Williams had given it to her. Yes. It was right there in front of her.
Interstate 64.
That’s where that college is. Grady Tech.
Suddenly, with startling clarity, it came to her. It was there before she knew it, flashing across her mind. She realized that she had always known it, she had just needed the slightest provocation to give her the proof.
“The bike,” Mary said.
“Ms. Butler?”
“The motorcycle. Pig’s. He kept it in a storage facility off Interstate 64. That’s where Polly is.”
Everyone in the class now was wide-eyed. They were all looking straight at her. She felt the buzz of success, the nearly electric whistle in her ears. She was suddenly euphoric. She almost couldn’t contain it: it ricocheted within her, snapped this way and that and made her, for the first time that term, alive with the possibilities her discovery had presented.
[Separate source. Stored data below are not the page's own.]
//! Plan command handler.
//!
//! Generates a recovery plan without the TUI, for scripts and quick checks.

use crate::config::AppConfig;
use crate::model::{generate, Intensity, RecoveryPlan};
use anyhow::Result;
use indexmap::IndexSet;
use std::fmt::Write as _;
use std::io::Write;

/// Output format for the `plan` command.
#[derive(Debug, Clone, Copy, Default, PartialEq, Eq, clap::ValueEnum)]
pub enum PlanFormat {
    /// Human-readable summary
    #[default]
    Text,
    /// Pretty-printed JSON
    Json,
}

/// Answers for a headless assessment.
#[derive(Debug, Clone, Default)]
pub struct PlanRequest {
    /// Training intensity; the configured default when absent
    pub intensity: Option<i64>,
    pub pain_areas: Vec<String>,
    pub equipment: Vec<String>,
}

/// Validate a request against the configured catalog and generate its plan.
///
/// Labels match case-insensitively and are normalized to the catalog's
/// spelling; repeats collapse.
pub fn build_plan(config: &AppConfig, request: &PlanRequest) -> crate::Result<RecoveryPlan> {
    let intensity = match request.intensity {
        Some(value) => Intensity::new(value)?,
        None => config.assessment.intensity(),
    };

    let mut pain_areas = IndexSet::new();
    for label in &request.pain_areas {
        pain_areas.insert(config.catalog.body_area(label)?.to_string());
    }

    let mut equipment = IndexSet::new();
    for label in &request.equipment {
        equipment.insert(config.catalog.equipment_item(label)?.to_string());
    }

    Ok(generate(intensity, &pain_areas, &equipment))
}

/// Render a plan as plain text.
#[must_use]
pub fn render_plan_text(plan: &RecoveryPlan) -> String {
    let mut out = String::new();
    let _ = writeln!(out, "{} ({})", plan.title, plan.total_duration);
    let _ = writeln!(
        out,
        "Intensity {}/10, {} tier",
        plan.intensity,
        plan.tier
    );
    let _ = writeln!(out);
    let _ = writeln!(out, "{}", plan.insight);
    let _ = writeln!(out);
    for (i, exercise) in plan.exercises.iter().enumerate() {
        let _ = writeln!(
            out,
            "{}. {} [{}]\n   {}",
            i + 1,
            exercise.name,
            exercise.duration,
            exercise.description
        );
    }
    let _ = writeln!(out);
    let _ = writeln!(out, "Focus areas: {}", plan.pain_focus.join(", "));
    let _ = writeln!(out, "Using today: {}", plan.equipment_used.join(", "));
    out
}

/// Run the plan command, writing the plan to `out`.
pub fn run_plan(
    config: &AppConfig,
    request: &PlanRequest,
    format: PlanFormat,
    out: &mut impl Write,
) -> Result<()> {
    let plan = build_plan(config, request)?;
    match format {
        PlanFormat::Text => write!(out, "{}", render_plan_text(&plan))?,
        PlanFormat::Json => {
            let json = serde_json::to_string_pretty(&plan)?;
            writeln!(out, "{json}")?;
        }
    }
    Ok(())
}

#[cfg(test)]
mod tests {
    use super::*;
    use crate::error::ReactivateError;
    use crate::model::Tier;

    fn request(intensity: i64, pain: &[&str], equipment: &[&str]) -> PlanRequest {
        PlanRequest {
            intensity: Some(intensity),
            pain_areas: pain.iter().map(ToString::to_string).collect(),
            equipment: equipment.iter().map(ToString::to_string).collect(),
        }
    }

    #[test]
    fn test_build_plan_normalizes_labels() {
        let config = AppConfig::default();
        let plan = build_plan(&config, &request(8, &["legs", "BACK", "Legs"], &["foam roller"])).unwrap();
        assert_eq!(plan.tier, Tier::Intense);
        assert_eq!(plan.pain_focus, vec!["Legs".to_string(), "Back".to_string()]);
        assert_eq!(plan.equipment_used, vec!["Foam Roller".to_string()]);
    }

    #[test]
    fn test_build_plan_uses_config_default_intensity() {
        let config = AppConfig::builder().default_intensity(3).build();
        let plan = build_plan(&config, &PlanRequest::default()).unwrap();
        assert_eq!(plan.tier, Tier::Light);
        assert_eq!(plan.intensity.value(), 3);
    }

    #[test]
    fn test_build_plan_rejects_out_of_range_intensity() {
        let err = build_plan(&AppConfig::default(), &request(11, &[], &[])).unwrap_err();
        assert!(matches!(err, ReactivateError::InvalidIntensity { value: 11, .. }));
    }

    #[test]
    fn test_build_plan_rejects_unknown_label() {
        let err = build_plan(&AppConfig::default(), &request(5, &["Elbow"], &[])).unwrap_err();
        assert!(matches!(err, ReactivateError::UnknownLabel { .. }));
        assert!(err.to_string().contains("Elbow"));
    }

    #[test]
    fn test_text_output() {
        let mut out = Vec::new();
        run_plan(&AppConfig::default(), &request(5, &[], &[]), PlanFormat::Text, &mut out).unwrap();
        let text = String::from_utf8(out).unwrap();
        assert!(text.starts_with("Targeted Recovery (35 minutes)"));
        assert!(text.contains("1. Foam Rolling [10 min]"));
        assert!(text.contains("Focus areas: General Recovery"));
        assert!(text.contains("Using today: Bodyweight"));
    }

    #[test]
    fn test_json_output() {
        let mut out = Vec::new();
        run_plan(&AppConfig::default(), &request(2, &["Neck"], &[]), PlanFormat::Json, &mut out).unwrap();
        let value: serde_json::Value = serde_json::from_slice(&out).unwrap();
        assert_eq!(value["tier"], "light");
        assert_eq!(value["intensity"], 2);
        assert_eq!(value["title"], "Active Recovery");
        assert_eq!(value["exercises"].as_array().unwrap().len(), 3);
        assert_eq!(value["pain_focus"][0], "Neck");
    }
}
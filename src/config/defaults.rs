//! Default values for reactivate configuration.

/// Starting position of the intensity slider.
pub const DEFAULT_INTENSITY: u8 = 7;

/// One displayed timer second.
pub const DEFAULT_TICK_INTERVAL_MS: u64 = 1000;

/// Terminal event poll interval.
pub const DEFAULT_UI_TICK_RATE_MS: u64 = 250;

/// Color theme used when neither config nor preferences name one.
pub const DEFAULT_THEME: &str = "dark";

/// Theme names accepted in config files.
pub const THEME_NAMES: &[&str] = &["dark", "light", "high-contrast"];
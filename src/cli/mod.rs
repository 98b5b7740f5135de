//! CLI command handlers.
//!
//! This module provides testable command handlers that are invoked by main.rs.
//! Each handler implements the business logic for a specific CLI subcommand.

mod plan;
mod run;

pub use plan::{build_plan, render_plan_text, run_plan, PlanFormat, PlanRequest};
pub use run::{check_config, resolve_theme, run_interactive};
“Motive?” asked Williams slyly. But she could see it in his eyes: she had broken him. She had tied the clues together and had given him his man.
“Obsession,” Dennis Flaherty replied, still looking at Mary. His eyes said all she needed to know: Well done, Mary.
“Yes,” Williams said. He was disoriented, looking away. Mary had shocked him, and now he didn’t know how to carry on with the class. “Well. Check your e-mail tonight. There might be a little more information about Polly there. We will review for our final exam on Wednesday, and we will take the exam next week.” With that, he walked out of the classroom. Even his walk was hesitant, disturbed somehow. None of the students moved from their seats; they sat listening to his footsteps recede down the hallway toward the stairs that would lead him up to his office.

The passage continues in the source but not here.